After spiraling outward from Earth for four years, NASA’s Dawn probe is set to slide into orbit around the potato-shaped asteroid Vesta early Saturday for a year-long look at an ancient “mini moon.”
Three hundred fifty miles wide and heavily cratered, Vesta formed some 4.5 billion years ago, when the sun was still young. By probing its secrets, scientists hope to catch a glimpse of how the planets, including Earth, formed out of a swirling disk of gas and dust.
“We are exploring backward in time as far as we can,” said lead mission investigator Christopher Russell of the University of California at Los Angeles. “There’s going to be a whole bunch of surprises.”
Unlike most smaller asteroids — thought to be nearly uniform lumps of rock — Vesta is a “mini moon,” Russell said, made up of three layers: an iron core, a rocky mantle and an upper crust. Early in Vesta’s existence, Russell said, lava welled up from its interior and cooled to form a crust of volcanic rock.

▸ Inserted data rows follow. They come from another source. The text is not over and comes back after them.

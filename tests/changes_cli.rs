// CLI tests for `pack --snapshot` followed by `relay changes`.
use assert_cmd::prelude::*;
use assert_fs::prelude::*;
use predicates::prelude::*;
use serde_json::Value;

mod util;
use util::{make_project, relay};

#[test]
fn test_changes_after_snapshot() {
    let tmp = make_project();

    relay(tmp.path())
        .args(["--quiet", "pack", "src", "-e", "py", "--snapshot", "snap.json", "-o", "ctx.txt"])
        .assert()
        .success();
    tmp.child("snap.json").assert(predicate::path::exists());

    tmp.child("src/util.py").write_str("x = 2\n").unwrap();
    tmp.child("src/new.py").write_str("pass\n").unwrap();
    std::fs::remove_file(tmp.child("src/main.py").path()).unwrap();

    let out = relay(tmp.path())
        .args(["changes", "src", "-e", "py", "--snapshot", "snap.json", "--json"])
        .output()
        .expect("run");
    assert!(out.status.success());

    let v: Value = serde_json::from_slice(&out.stdout).expect("json");
    assert_eq!(v[0]["added"], serde_json::json!(["new.py"]));
    assert_eq!(v[0]["deleted"], serde_json::json!(["main.py"]));
    assert_eq!(v[0]["updated"], serde_json::json!(["util.py"]));
}

#[test]
fn test_changes_update_resets_baseline() {
    let tmp = make_project();

    relay(tmp.path())
        .args(["--quiet", "pack", "src", "-e", "py", "--snapshot", "snap.json", "-o", "ctx.txt"])
        .assert()
        .success();
    tmp.child("src/util.py").write_str("x = 3\n").unwrap();

    relay(tmp.path())
        .args(["--no-color", "changes", "src", "-e", "py", "--snapshot", "snap.json", "--update"])
        .assert()
        .success()
        .stdout(predicate::str::contains("updated util.py"));

    relay(tmp.path())
        .args(["--no-color", "changes", "src", "-e", "py", "--snapshot", "snap.json"])
        .assert()
        .success()
        .stdout(predicate::str::contains("no changes"));
}

#[test]
fn test_changes_without_snapshot_fails() {
    let tmp = make_project();

    relay(tmp.path())
        .args(["changes", "src", "--snapshot", "missing.json"])
        .assert()
        .failure()
        .stderr(predicate::str::contains("missing.json"));
}
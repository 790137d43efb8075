// Property tests for the reply scanner and the pack/parse pairing.
use std::collections::BTreeMap;

use coderelay::core::matcher::ExtensionSet;
use coderelay::core::pack::{PackOptions, SourceRoot, package};
use coderelay::core::reply::parse;
use proptest::prelude::*;

/// Reply-ish text: prose, tag fragments, quotes and line breaks.
fn reply_text() -> impl Strategy<Value = String> {
    let piece = prop_oneof![
        "[a-zA-Z0-9 .,]{0,12}",
        Just("\n".to_string()),
        Just("<file path=\"a.py\">".to_string()),
        Just("<file path=\"../x\">\n".to_string()),
        Just("<file path='b/c.rs' lang=\"rs\">".to_string()),
        Just("<file>".to_string()),
        Just("<file path=>".to_string()),
        Just("</file>".to_string()),
        Just("</FILE >".to_string()),
        Just("<".to_string()),
        Just("\"".to_string()),
        Just("é".to_string()),
    ];
    prop::collection::vec(piece, 0..24).prop_map(|v| v.concat())
}

proptest! {
    #[test]
    fn every_byte_is_accounted_for(reply in reply_text()) {
        let parsed = parse(&reply);

        // Fragments and block spans tile the input in order
        let mut pieces: Vec<(usize, &str)> = parsed
            .fragments
            .iter()
            .map(|f| (f.offset, f.text.as_str()))
            .chain(parsed.files.iter().map(|f| (f.span.start, &reply[f.span.clone()])))
            .collect();
        pieces.sort_by_key(|(offset, _)| *offset);

        let mut cursor = 0;
        for (offset, text) in &pieces {
            prop_assert_eq!(*offset, cursor);
            cursor += text.len();
        }
        prop_assert_eq!(cursor, reply.len());

        let rebuilt: String = pieces.iter().map(|(_, t)| *t).collect();
        prop_assert_eq!(rebuilt, reply);
    }

    #[test]
    fn only_the_last_block_can_be_unterminated(reply in reply_text()) {
        let parsed = parse(&reply);
        if let Some((_, init)) = parsed.files.split_last() {
            prop_assert!(init.iter().all(|f| f.terminated));
        }
    }

    #[test]
    fn text_without_angle_brackets_has_no_blocks(reply in "[^<]{0,200}") {
        let parsed = parse(&reply);
        prop_assert!(parsed.files.is_empty());
        prop_assert_eq!(parsed.unattributed_text(), reply);
        prop_assert!(parsed.is_ambiguous());
    }
}

fn project() -> impl Strategy<Value = BTreeMap<String, String>> {
    let path = ("(d_[a-z]{1,4}/){0,2}", "[a-z]{1,6}").prop_map(|(dirs, name)| format!("{dirs}{name}.py"));
    let content = "[a-z0-9 =<>/\"'\n\t]{1,60}".prop_filter("no close tag", |c| {
        !c.to_ascii_lowercase().contains("</file")
    });
    prop::collection::btree_map(path, content, 1..6)
}

proptest! {
    #![proptest_config(ProptestConfig::with_cases(32))]

    #[test]
    fn packed_documents_parse_back_to_the_same_files(files in project()) {
        let tmp = tempfile::tempdir().unwrap();
        for (path, content) in &files {
            let abs = tmp.path().join(path);
            std::fs::create_dir_all(abs.parent().unwrap()).unwrap();
            std::fs::write(&abs, content).unwrap();
        }

        let exts = ExtensionSet::parse_list("py").unwrap();
        let packed = package(&[SourceRoot::new(tmp.path(), exts)], &PackOptions::default()).unwrap();
        let parsed = parse(packed.document.as_str());

        let got: Vec<(String, String)> = parsed
            .files
            .iter()
            .map(|f| (f.path.clone(), f.content.clone()))
            .collect();
        let want: Vec<(String, String)> = files.into_iter().collect();
        prop_assert_eq!(got, want);
        prop_assert!(parsed.files.iter().all(|f| f.terminated && f.is_valid()));
        prop_assert!(parsed.anomalies.is_empty());
    }
}

#[test]
fn test_blocks_come_back_in_reply_order() {
    let reply = "<file path=\"z.py\">\nz\n</file>\n<file path=\"a.py\">\na\n</file>\n";
    let parsed = parse(reply);
    let paths: Vec<_> = parsed.files.iter().map(|f| f.path.as_str()).collect();
    assert_eq!(paths, vec!["z.py", "a.py"]);
}

#[test]
fn test_second_open_tag_inside_block_is_content() {
    let reply = "<file path=\"a.py\">\nx = '<file path=\"b.py\">'\n</file>\n";
    let parsed = parse(reply);
    assert_eq!(parsed.files.len(), 1);
    assert_eq!(parsed.files[0].content, "x = '<file path=\"b.py\">'\n");
}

“Vesta is unique among the large asteroids,” said Richard Binzel, professor of planetary sciences at the Massachusetts Institute of Technology. “It’s the only one covered with a volcanic surface.”
Despite observations from the Hubble Space Telescope, many mysteries of Vesta’s origin and composition remain, including why the asteroid’s surface is so dark.
Its solar wings spread wide, Dawn should begin orbiting Vesta around 1 a.m. Saturday. Vesta’s slight gravity — just 2 percent that of Earth’s — will gently capture the probe, which is closing in on the asteroid at just 100 miles per hour.
“We’ve had a smooth flight,” Russell said of the $466 million mission that launched a year behind schedule.
For the next year, Dawn will slowly spiral toward Vesta’s surface, coming within 120 miles. As cameras snap photos, other instruments will probe the asteroid’s makeup.
There may be hills, mountains and even extinct volcanoes on Vesta’s surface, Russell said.
In 1997, images from the Hubble Space Telescope revealed an eight-mile-deep crater on Vesta’s southern hemisphere. The collision that carved the crater sent a huge plume of rock and dust hurtling through the solar system. Some of that material landed on Earth as meteorites, Russell said.
In fact, scientists estimate that some 20 percent of all meteorites came from Vesta, which was discovered by a German astronomer in 1806.
The second-most-massive asteroid in the solar system, Vesta circles the sun in the asteroid belt between Mars and Jupiter. Had Jupiter’s massive gravity not interfered, the millions of space rocks in the asteroid belt might have coalesced into another planet, scientists say.
Unlike rocket-powered craft sent to Mars, Jupiter and other planets, Dawn is driven by a weak-but-steady ion engine. Powered by solar panels, Dawn’s engines zap a gas, xenon, with an electrical charge. As the charged gas shoots out a nozzle, it imparts a gentle push — equivalent to the weight of a sheet of paper sitting on your hand, said Mark Rayman, chief engineer for Dawn at NASA’s Jet Propulsion Laboratory in Pasadena, Calif.
But what Dawn lacks in power, it makes up in stamina. Its engines have been thrusting for some 1,000 days, steadily adding speed.
Sipping just milligrams of xenon a day, the super-efficient engines leave Dawn with enough fuel to push itself toward a second asteroid. If all goes well, next summer the 65-foot-wide craft will depart Vesta and head toward the largest asteroid in the solar system, Ceres, with arrival scheduled for 2015. Ceres intrigues scientists because it apparently holds a huge reservoir of water, Russell said.
If successful, Dawn’s double-destination mission will mark the first time a spacecraft has orbited two bodies in the solar system.